This invention relates to a power supply for supplying welding energy for a percussion welding operation and, more particularly, to a capacitor-discharge type of power supply for this purpose.
Percussion welding is an arc welding process in which: (a) the contact surfaces of two work pieces are heated and melted by an electric arc drawn between them, and (b) during or immediately following such arcing, the work pieces are rapidly driven together by a welding force to form a weld between the molten surfaces. A good general description of percussion welding can be found in the Metals Handbook, 8th Edition, Volume 6, pages 177-186, published in 1971 by the Amercian Society for Metals, Metals Park, Ohio. In one form of percussion welding, one of the work pieces is provided with a nib or small projection that is brought into engagement with the other work piece at the start of the welding operation. At a desired instant, a relatively high welding current is caused to flow between the two work pieces via the projection, rapidly heating the projection and causing it to disintegrate, thus forming an arc between the two work pieces in the region where the projection was located. This arc quickly melts the immediately-adjacent work-piece areas so that the work pieces are bonded together when these molten areas engage after being driven together by the welding force. The arc is extinguished when the work pieces reach engagement following arcing. The welding energy, as the term is used hereinafter, is that energy developed by current flowing through the arc prior to the work pieces' reaching engagement. This energy is, of course, directly dependent upon current, arc voltage, and the arcing time.

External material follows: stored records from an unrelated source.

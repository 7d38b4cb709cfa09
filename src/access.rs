//! Explicit loader states for the lazily reconstructed sub-graph.
//!
//! Instead of hidden mutable closures, every deferred field is a tagged
//! enum: `Unset` means the underlying file was never loaded ("unavailable"),
//! any other variant means loaded — possibly loaded empty. Callers check
//! [`is_set`](SectionAccessor::is_set) before invoking when the distinction
//! matters.
//!
//! Loaded variants hold either decoded values or an already-read byte buffer;
//! invoking an accessor never touches the file system. Decode and filter work
//! is repeated on every call — none of these memoize.

use std::collections::BTreeMap;
use std::sync::Arc;

use crate::codec::{self, FileBytes, StreamDecoder};
use crate::error::{DatacardError, Result};
use crate::model::{DeviceElementUse, ReferenceId, WorkingData};
use crate::spatial::{self, SerializableSpatialRecord, SpatialRecord};

/// Depth → ordered device-element-uses at that depth.
pub type SectionMap = BTreeMap<u32, Vec<DeviceElementUse>>;

/// Loader state for an operation's depth→uses mapping.
#[derive(Debug, Clone, Default)]
pub enum SectionAccessor {
    /// The section file was absent (or nothing was attached yet).
    #[default]
    Unset,
    /// The mapping is in memory. An empty map is still "loaded".
    Loaded(Arc<SectionMap>),
}

impl SectionAccessor {
    /// Wraps an in-memory mapping.
    pub fn from_map(map: SectionMap) -> Self {
        Self::Loaded(Arc::new(map))
    }

    /// False while the mapping is unavailable. "Unavailable" is not the same
    /// as "loaded empty".
    pub fn is_set(&self) -> bool {
        !matches!(self, Self::Unset)
    }

    /// The uses at `depth`. Unknown depths (and the unset state) yield an
    /// empty sequence.
    pub fn at_depth(&self, depth: u32) -> Vec<DeviceElementUse> {
        match self {
            Self::Unset => Vec::new(),
            Self::Loaded(map) => map.get(&depth).cloned().unwrap_or_default(),
        }
    }

    /// The shared mapping, if loaded.
    pub fn as_map(&self) -> Option<&Arc<SectionMap>> {
        match self {
            Self::Unset => None,
            Self::Loaded(map) => Some(map),
        }
    }
}

/// Loader state for one device-element-use's meters.
#[derive(Debug, Clone, Default, PartialEq)]
pub enum MeterAccessor {
    /// The meter file was absent (or nothing was attached yet).
    #[default]
    Unset,
    /// Meters attached directly, write-side.
    Loaded(Vec<WorkingData>),
    /// A filtered view over the operation's flattened meter sequence. The
    /// filter re-runs on every access; nothing is memoized.
    Filtered {
        /// The operation-wide flattened sequence, shared by every use.
        all: Arc<Vec<WorkingData>>,
        /// The owning use; only meters linked to it are visible.
        device_element_use_id: ReferenceId,
    },
}

impl MeterAccessor {
    /// False while the meters are unavailable.
    pub fn is_set(&self) -> bool {
        !matches!(self, Self::Unset)
    }

    /// This use's meters, in flattened-sequence order. The unset state yields
    /// an empty sequence.
    pub fn get(&self) -> Vec<WorkingData> {
        match self {
            Self::Unset => Vec::new(),
            Self::Loaded(meters) => meters.clone(),
            Self::Filtered {
                all,
                device_element_use_id,
            } => all
                .iter()
                .filter(|meter| meter.device_element_use_id == *device_element_use_id)
                .cloned()
                .collect(),
        }
    }
}

/// Loader state for an operation's spatial record stream.
#[derive(Debug, Clone, Default)]
pub enum SpatialAccessor {
    /// Neither spatial file was present (or nothing was attached yet).
    #[default]
    Unset,
    /// Records attached directly, write-side.
    Loaded(Arc<Vec<SpatialRecord>>),
    /// The compact length-prefixed stream, decoded through the meter index
    /// on every access.
    Compact {
        /// The already-read stream bytes.
        bytes: FileBytes,
        /// The ordered meter index the stream was encoded against.
        meters: Arc<Vec<WorkingData>>,
    },
    /// The legacy verbose stream, decoded directly with no index mapping.
    Legacy {
        /// The already-read stream bytes.
        bytes: FileBytes,
    },
}

impl SpatialAccessor {
    /// Wraps in-memory records.
    pub fn from_records(records: Vec<SpatialRecord>) -> Self {
        Self::Loaded(Arc::new(records))
    }

    /// False while the stream is unavailable. Check before calling
    /// [`records`](Self::records) when absence matters.
    pub fn is_set(&self) -> bool {
        !matches!(self, Self::Unset)
    }

    /// Decodes the full stream into rich records.
    ///
    /// Errors on the unset state; callers distinguish unavailable from empty
    /// via [`is_set`](Self::is_set).
    pub fn records(&self) -> Result<Vec<SpatialRecord>> {
        match self {
            Self::Unset => Err(DatacardError::Internal(
                "spatial accessor invoked while unset; call is_set() first".into(),
            )),
            Self::Loaded(records) => Ok(records.as_ref().clone()),
            Self::Compact { bytes, meters } => {
                StreamDecoder::<SerializableSpatialRecord>::new(bytes.as_slice())
                    .map(|compact| spatial::to_spatial_record(&compact?, meters))
                    .collect()
            }
            Self::Legacy { bytes } => codec::decode_stream(bytes.as_slice()),
        }
    }
}
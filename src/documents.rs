//! The top-level documents orchestrator.
//!
//! Write: ensure the documents directory exists, then persist each of the ten
//! collections independently — one file per element, named by its kind's
//! pattern and reference id. LoggedData is the only kind with structure: its
//! operation data are decomposed into auxiliary files before the record
//! itself is written.
//!
//! Read: if the documents directory is missing, the datacard has no
//! documents (`None`). Otherwise each kind is discovered by scanning the
//! directory against its pattern and decoding every match; every collection
//! comes back `Some`, possibly empty.

use std::fs;
use std::path::Path;

use log::debug;
use serde::de::DeserializeOwned;
use serde::Serialize;

use crate::codec;
use crate::error::Result;
use crate::model::{Documents, LoggedData, ReferenceId};
use crate::naming::{self, DirScan, FilePattern};
use crate::operation;

/// Persists `documents` under `<data_path>/documents`. `None` collections
/// are skipped; directory creation is idempotent.
pub(crate) fn write_documents(documents: &Documents, data_path: &Path) -> Result<()> {
    let documents_path = data_path.join(naming::DOCUMENTS_FOLDER);
    fs::create_dir_all(&documents_path)?;
    debug!("writing documents to {}", documents_path.display());

    write_logged_data(&documents.logged_data, &documents_path)?;
    write_collection(
        &documents.guidance_allocations,
        naming::GUIDANCE_ALLOCATION_FILE,
        &documents_path,
        |g| g.id,
    )?;
    write_collection(&documents.plans, naming::PLAN_FILE, &documents_path, |p| p.id)?;
    write_collection(
        &documents.recommendations,
        naming::RECOMMENDATION_FILE,
        &documents_path,
        |r| r.id,
    )?;
    write_collection(&documents.summaries, naming::SUMMARY_FILE, &documents_path, |s| s.id)?;
    write_collection(
        &documents.work_records,
        naming::WORK_RECORD_FILE,
        &documents_path,
        |w| w.id,
    )?;
    write_collection(
        &documents.work_item_operations,
        naming::WORK_ITEM_OPERATION_FILE,
        &documents_path,
        |w| w.id,
    )?;
    write_collection(&documents.work_items, naming::WORK_ITEM_FILE, &documents_path, |w| w.id)?;
    write_collection(
        &documents.work_orders,
        naming::WORK_ORDER_FILE,
        &documents_path,
        |w| w.id,
    )?;
    write_collection(&documents.loads, naming::LOAD_FILE, &documents_path, |l| l.id)
}

/// Reads the documents back, or `None` when the directory does not exist.
pub(crate) fn read_documents(data_path: &Path) -> Result<Option<Documents>> {
    let documents_path = data_path.join(naming::DOCUMENTS_FOLDER);
    if !documents_path.is_dir() {
        return Ok(None);
    }
    debug!("reading documents from {}", documents_path.display());

    let documents = Documents {
        logged_data: Some(read_logged_data(&documents_path)?),
        guidance_allocations: Some(read_collection(
            &documents_path,
            naming::GUIDANCE_ALLOCATION_FILE,
        )?),
        plans: Some(read_collection(&documents_path, naming::PLAN_FILE)?),
        recommendations: Some(read_collection(&documents_path, naming::RECOMMENDATION_FILE)?),
        summaries: Some(read_collection(&documents_path, naming::SUMMARY_FILE)?),
        work_records: Some(read_collection(&documents_path, naming::WORK_RECORD_FILE)?),
        work_item_operations: Some(read_collection(
            &documents_path,
            naming::WORK_ITEM_OPERATION_FILE,
        )?),
        work_items: Some(read_collection(&documents_path, naming::WORK_ITEM_FILE)?),
        work_orders: Some(read_collection(&documents_path, naming::WORK_ORDER_FILE)?),
        loads: Some(read_collection(&documents_path, naming::LOAD_FILE)?),
    };
    Ok(Some(documents))
}

/// Writes every element of a plain collection to its own file.
fn write_collection<T, F>(
    collection: &Option<Vec<T>>,
    pattern: FilePattern,
    documents_path: &Path,
    reference_id: F,
) -> Result<()>
where
    T: Serialize,
    F: Fn(&T) -> ReferenceId,
{
    let Some(elements) = collection else {
        return Ok(());
    };
    for element in elements {
        let path = pattern.file_path(documents_path, reference_id(element));
        codec::encode_to_file(element, &path)?;
    }
    Ok(())
}

/// Decodes every file matching `pattern`, in name order.
fn read_collection<T: DeserializeOwned>(documents_path: &Path, pattern: FilePattern) -> Result<Vec<T>> {
    let mut elements = Vec::new();
    for path in DirScan::new(documents_path, pattern).iter()? {
        elements.push(codec::decode_from_file(&path)?);
    }
    Ok(elements)
}

/// LoggedData write: decompose every operation's sub-graph first, then
/// persist the record itself.
fn write_logged_data(collection: &Option<Vec<LoggedData>>, documents_path: &Path) -> Result<()> {
    let Some(elements) = collection else {
        return Ok(());
    };
    for logged_data in elements {
        for operation_data in &logged_data.operation_data {
            operation::export_operation_data(operation_data, documents_path)?;
        }
        let path = naming::LOGGED_DATA_FILE.file_path(documents_path, logged_data.id);
        codec::encode_to_file(logged_data, &path)?;
    }
    Ok(())
}

/// LoggedData read: decode each record, then recompose every operation's
/// sub-graph by wiring its deferred accessors.
fn read_logged_data(documents_path: &Path) -> Result<Vec<LoggedData>> {
    let mut elements = Vec::new();
    for path in DirScan::new(documents_path, naming::LOGGED_DATA_FILE).iter()? {
        let mut logged_data: LoggedData = codec::decode_from_file(&path)?;
        for operation_data in &mut logged_data.operation_data {
            operation::import_operation_data(operation_data, documents_path)?;
        }
        elements.push(logged_data);
    }
    Ok(elements)
}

Some percussion welding power supplies derive their welding energy directly from a conventional a.c. source through a welding transformer without relying upon energy storage. Problems present with such a power supply are: (1) its operation imposes a sudden, large power drain on the a.c. source, especially when the supply line between the source and welding equipment is long, (2) the voltage available from the secondary of the welding transformer is severely limited and, as a result, is susceptible to being driven too rapidly to zero by the arc voltage developed upon arc-initiation, especially when welding refractory metals, which have characteristically high arc voltages, (3) this rapid decrease in voltage available from the secondary makes it difficult to develop the required high welding force in time to be applied while the work piece surfaces are still at the ideal temperatures for welding, and (4) the rapid decrease in secondary voltage makes it very difficult to develop a good weld over a large area, especially when welding refractory metals.